Since its opening in 1876, the Bayreuth Festival has been a socio-cultural phenomenon. The inauguration took place on 13 August 1876, with a performance of Beethoven's "Choral" Symphony, which is occasionally programmed during the festival. (It was played at the post-war reopening in 1951, and subsequently in 1953, 1954, 1963, 2001, and had been planned for the cancelled 2020 season.) Then came the first performance of Das Rheingold. Present at this unique musical event were Kaiser Wilhelm, Dom Pedro II of Brazil, King Ludwig (who attended in secret, probably to avoid the Kaiser), and other members of the nobility, as well as the philosopher Friedrich Nietzsche who committed much effort to helping his then good friend Wagner establish the festival, and such accomplished composers as Anton Bruckner, Edvard Grieg, Pyotr Tchaikovsky, Franz Liszt, and the young Arthur Foote.

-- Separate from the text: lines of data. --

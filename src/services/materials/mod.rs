pub mod download;
pub mod list;
pub mod upload;

use actix_multipart::Multipart;
use actix_web::{HttpRequest, HttpResponse, Result as ActixResult, web};
use std::sync::Arc;

use crate::models::SessionContext;
use crate::storage::{Storage, UploadStore};

pub struct MaterialService {
    storage: Option<Arc<dyn Storage>>,
}

impl MaterialService {
    pub fn new_lazy() -> Self {
        Self { storage: None }
    }

    pub(crate) fn get_storage(&self, request: &HttpRequest) -> Arc<dyn Storage> {
        match &self.storage {
            Some(storage) => storage.clone(),
            None => super::storage_from_request(request),
        }
    }

    /// 上传目录，未注入时使用全局配置
    pub(crate) fn get_uploads(&self, request: &HttpRequest) -> UploadStore {
        request
            .app_data::<web::Data<UploadStore>>()
            .map(|data| data.get_ref().clone())
            .unwrap_or_else(UploadStore::from_config)
    }

    // 课程资料列表
    pub async fn list_materials(
        &self,
        session: &SessionContext,
        class_id: i64,
        request: &HttpRequest,
    ) -> ActixResult<HttpResponse> {
        list::handle_list_materials(self, session, class_id, request).await
    }

    // 上传资料
    pub async fn upload_material(
        &self,
        session: &SessionContext,
        class_id: i64,
        request: &HttpRequest,
        payload: Multipart,
    ) -> ActixResult<HttpResponse> {
        upload::handle_upload(self, session, class_id, request, payload).await
    }

    // 下载资料
    pub async fn download_material(
        &self,
        session: &SessionContext,
        filename: String,
        request: &HttpRequest,
    ) -> ActixResult<HttpResponse> {
        download::handle_download(self, session, filename, request).await
    }
}
#[macro_use]
mod common;

use actix_web::http::{StatusCode, header};
use actix_web::test;

use common::TestContext;
use edustream::storage::Storage;

const PDF_BYTES: &[u8] = b"%PDF-1.4 lecture notes";

/// 教师 A 创建课程，学生 S 选课，返回课程 ID
macro_rules! class_with_members {
    ($ctx:expr, $app:expr, $teacher:expr, $student:expr) => {{
        test::call_service(
            &$app,
            common::create_class_request(&$teacher, "Physics", "2030-02-01T10:00").to_request(),
        )
        .await;
        let class_id = $ctx.classes_of("teacher_a").await[0].id;
        test::call_service(
            &$app,
            common::get(&format!("/enroll/{class_id}"), &$student).to_request(),
        )
        .await;
        class_id
    }};
}

#[actix_web::test]
async fn test_upload_pdf_by_owner() {
    let ctx = TestContext::new().await;
    let app = init_app!(ctx);
    let teacher = sign_up!(app, "teacher_a", "teacher");
    let student = sign_up!(app, "student_s", "student");
    let class_id = class_with_members!(ctx, app, teacher, student);

    let resp = test::call_service(
        &app,
        common::upload_request(&teacher, class_id, "Lecture 1", Some(("notes.pdf", PDF_BYTES)))
            .to_request(),
    )
    .await;
    assert_eq!(resp.status(), StatusCode::FOUND);
    assert_eq!(
        common::location(&resp),
        Some(format!("/materials/{class_id}"))
    );
    assert_eq!(
        common::flash_message(&resp).as_deref(),
        Some("Material uploaded successfully!")
    );

    let materials = ctx.storage.list_materials_by_class(class_id).await.unwrap();
    assert_eq!(materials.len(), 1);
    let material = &materials[0];
    assert_eq!(material.title, "Lecture 1");
    assert_eq!(material.description.as_deref(), Some("Week 1"));
    assert_eq!(material.file_type.as_deref(), Some("pdf"));
    assert_ne!(material.filename, "notes.pdf");
    assert!(material.filename.ends_with("_notes.pdf"));
    // YYYYmmdd_HHMMSS_ 前缀
    let prefix = &material.filename[..16];
    assert!(prefix[..8].chars().all(|c| c.is_ascii_digit()));
    assert_eq!(&prefix[8..9], "_");
    assert!(prefix[9..15].chars().all(|c| c.is_ascii_digit()));
    assert_eq!(&prefix[15..16], "_");

    assert!(ctx.uploads.exists(&material.filename));
    assert_eq!(ctx.uploads.read(&material.filename).unwrap(), PDF_BYTES);

    // 资料列表对授课教师与已选课学生可见
    for session in [&teacher, &student] {
        let resp = test::call_service(
            &app,
            common::get(&format!("/materials/{class_id}"), session).to_request(),
        )
        .await;
        assert_eq!(resp.status(), StatusCode::OK);
        let body = test::read_body(resp).await;
        let html = String::from_utf8_lossy(&body);
        assert!(html.contains("Lecture 1"));
        assert!(html.contains(&format!("/download/{}", material.filename)));
    }
}

#[actix_web::test]
async fn test_upload_form_only_shown_to_owner() {
    let ctx = TestContext::new().await;
    let app = init_app!(ctx);
    let teacher = sign_up!(app, "teacher_a", "teacher");
    let student = sign_up!(app, "student_s", "student");
    let class_id = class_with_members!(ctx, app, teacher, student);
    let form_action = format!("/upload_material/{class_id}");

    let resp = test::call_service(
        &app,
        common::get(&format!("/materials/{class_id}"), &teacher).to_request(),
    )
    .await;
    let body = test::read_body(resp).await;
    assert!(String::from_utf8_lossy(&body).contains(&form_action));

    let resp = test::call_service(
        &app,
        common::get(&format!("/materials/{class_id}"), &student).to_request(),
    )
    .await;
    let body = test::read_body(resp).await;
    assert!(!String::from_utf8_lossy(&body).contains(&form_action));
}

#[actix_web::test]
async fn test_empty_title_uses_original_filename() {
    let ctx = TestContext::new().await;
    let app = init_app!(ctx);
    let teacher = sign_up!(app, "teacher_a", "teacher");
    let student = sign_up!(app, "student_s", "student");
    let class_id = class_with_members!(ctx, app, teacher, student);

    test::call_service(
        &app,
        common::upload_request(&teacher, class_id, "", Some(("slides.PPTX", &b"pptx"[..]))).to_request(),
    )
    .await;

    let materials = ctx.storage.list_materials_by_class(class_id).await.unwrap();
    assert_eq!(materials.len(), 1);
    assert_eq!(materials[0].title, "slides.PPTX");
    assert_eq!(materials[0].file_type.as_deref(), Some("pptx"));
}

#[actix_web::test]
async fn test_disallowed_extension_leaves_nothing_behind() {
    let ctx = TestContext::new().await;
    let app = init_app!(ctx);
    let teacher = sign_up!(app, "teacher_a", "teacher");
    let student = sign_up!(app, "student_s", "student");
    let class_id = class_with_members!(ctx, app, teacher, student);

    for filename in ["virus.exe", "README", "notes.pdf.sh"] {
        let resp = test::call_service(
            &app,
            common::upload_request(&teacher, class_id, "Bad", Some((filename, &b"payload"[..])))
                .to_request(),
        )
        .await;
        assert_eq!(resp.status(), StatusCode::FOUND, "{filename}");
        assert_eq!(
            common::flash_message(&resp).as_deref(),
            Some("Invalid file type"),
            "{filename}"
        );
    }

    assert!(ctx.storage.list_materials_by_class(class_id).await.unwrap().is_empty());
    assert_eq!(ctx.stored_file_count(), 0);
}

#[actix_web::test]
async fn test_missing_file_is_rejected() {
    let ctx = TestContext::new().await;
    let app = init_app!(ctx);
    let teacher = sign_up!(app, "teacher_a", "teacher");
    let student = sign_up!(app, "student_s", "student");
    let class_id = class_with_members!(ctx, app, teacher, student);

    for file in [None, Some(("", &b""[..]))] {
        let resp = test::call_service(
            &app,
            common::upload_request(&teacher, class_id, "Nothing", file).to_request(),
        )
        .await;
        assert_eq!(
            common::flash_message(&resp).as_deref(),
            Some("No file selected")
        );
    }
    assert!(ctx.storage.list_materials_by_class(class_id).await.unwrap().is_empty());
}

#[actix_web::test]
async fn test_oversized_upload_is_removed() {
    let ctx = TestContext::new().await.with_max_upload_size(8);
    let app = init_app!(ctx);
    let teacher = sign_up!(app, "teacher_a", "teacher");
    let student = sign_up!(app, "student_s", "student");
    let class_id = class_with_members!(ctx, app, teacher, student);

    let resp = test::call_service(
        &app,
        common::upload_request(&teacher, class_id, "Big", Some(("big.txt", &b"0123456789abcdef"[..])))
            .to_request(),
    )
    .await;
    assert_eq!(common::flash_message(&resp).as_deref(), Some("File too large"));
    assert!(ctx.storage.list_materials_by_class(class_id).await.unwrap().is_empty());
    assert_eq!(ctx.stored_file_count(), 0);
}

#[actix_web::test]
async fn test_only_owner_can_upload() {
    let ctx = TestContext::new().await;
    let app = init_app!(ctx);
    let teacher = sign_up!(app, "teacher_a", "teacher");
    let other_teacher = sign_up!(app, "teacher_b", "teacher");
    let student = sign_up!(app, "student_s", "student");
    let class_id = class_with_members!(ctx, app, teacher, student);

    let resp = test::call_service(
        &app,
        common::upload_request(&other_teacher, class_id, "Intruder", Some(("notes.pdf", PDF_BYTES)))
            .to_request(),
    )
    .await;
    assert_eq!(common::location(&resp).as_deref(), Some("/teacher/dashboard"));
    assert_eq!(
        common::flash_message(&resp).as_deref(),
        Some("You are not authorized to upload materials for this class!")
    );

    // 学生在角色检查处被拦下
    let resp = test::call_service(
        &app,
        common::upload_request(&student, class_id, "Homework", Some(("notes.pdf", PDF_BYTES)))
            .to_request(),
    )
    .await;
    assert_eq!(common::location(&resp).as_deref(), Some("/"));

    assert!(ctx.storage.list_materials_by_class(class_id).await.unwrap().is_empty());
    assert_eq!(ctx.stored_file_count(), 0);
}

#[actix_web::test]
async fn test_materials_and_downloads_require_membership() {
    let ctx = TestContext::new().await;
    let app = init_app!(ctx);
    let teacher = sign_up!(app, "teacher_a", "teacher");
    let other_teacher = sign_up!(app, "teacher_b", "teacher");
    let student = sign_up!(app, "student_s", "student");
    let outsider = sign_up!(app, "student_o", "student");
    let class_id = class_with_members!(ctx, app, teacher, student);

    test::call_service(
        &app,
        common::upload_request(&teacher, class_id, "Lecture 1", Some(("notes.pdf", PDF_BYTES)))
            .to_request(),
    )
    .await;
    let filename = ctx.storage.list_materials_by_class(class_id).await.unwrap()[0]
        .filename
        .clone();
    let download_uri = format!("/download/{filename}");

    for session in [&teacher, &student] {
        let resp = test::call_service(&app, common::get(&download_uri, session).to_request()).await;
        assert_eq!(resp.status(), StatusCode::OK);
        assert_eq!(
            resp.headers().get(header::CONTENT_TYPE).unwrap(),
            "application/pdf"
        );
        assert!(
            resp.headers()
                .get(header::CONTENT_DISPOSITION)
                .unwrap()
                .to_str()
                .unwrap()
                .starts_with("attachment")
        );
        let body = test::read_body(resp).await;
        assert_eq!(&body[..], PDF_BYTES);
    }

    for session in [&other_teacher, &outsider] {
        let resp = test::call_service(
            &app,
            common::get(&format!("/materials/{class_id}"), session).to_request(),
        )
        .await;
        assert_eq!(resp.status(), StatusCode::FOUND);
        assert_eq!(common::location(&resp).as_deref(), Some("/"));
        assert_eq!(
            common::flash_message(&resp).as_deref(),
            Some("You are not authorized to access these materials!")
        );

        let resp = test::call_service(&app, common::get(&download_uri, session).to_request()).await;
        assert_eq!(resp.status(), StatusCode::FOUND);
        assert_eq!(common::location(&resp).as_deref(), Some("/"));
    }
}

#[actix_web::test]
async fn test_unknown_or_unsafe_download_is_not_found() {
    let ctx = TestContext::new().await;
    let app = init_app!(ctx);
    let student = sign_up!(app, "student_s", "student");

    for uri in [
        "/download/20250301_090000_missing.pdf",
        "/download/..%2Fconfig.toml",
        "/download/..",
    ] {
        let resp = test::call_service(&app, common::get(uri, &student).to_request()).await;
        assert_eq!(resp.status(), StatusCode::NOT_FOUND, "{uri}");
    }
}
use super::entities::{Class, ClassStatus};
use crate::models::enrollments::entities::Enrollment;
use crate::models::materials::entities::Material;

// 教师控制台
#[derive(Debug)]
pub struct TeacherDashboard {
    // 按开课时间倒序
    pub classes: Vec<Class>,
    pub total_classes: usize,
    pub live_classes: usize,
    pub completed_classes: usize,
    // 最近上传的资料（最多 5 条）
    pub recent_materials: Vec<Material>,
}

impl TeacherDashboard {
    pub fn new(classes: Vec<Class>, recent_materials: Vec<Material>) -> Self {
        let count = |status: ClassStatus| classes.iter().filter(|c| c.status == status).count();
        let live_classes = count(ClassStatus::Live);
        let completed_classes = count(ClassStatus::Completed);

        Self {
            total_classes: classes.len(),
            live_classes,
            completed_classes,
            classes,
            recent_materials,
        }
    }
}

// 学生控制台
#[derive(Debug)]
pub struct StudentDashboard {
    // 选课记录及对应课程
    pub enrollments: Vec<(Enrollment, Class)>,
    // 尚未选修的课程
    pub available_classes: Vec<Class>,
}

Artistically, the festival was a success. ("Something has taken place at Bayreuth which our grandchildren and their children will still remember", wrote Tchaikovsky, attending the Festival as a Russian correspondent.) Financially, however, the festival was a disaster and did not begin to make money until several years later. Wagner abandoned his original plan to hold a second festival the following year, and travelled to London to conduct a series of concerts in an attempt to make up the deficit. Although the festival was plagued by financial problems in its early years, it survived through state intervention and the continued support of influential Wagnerians, including King Ludwig II of Bavaria.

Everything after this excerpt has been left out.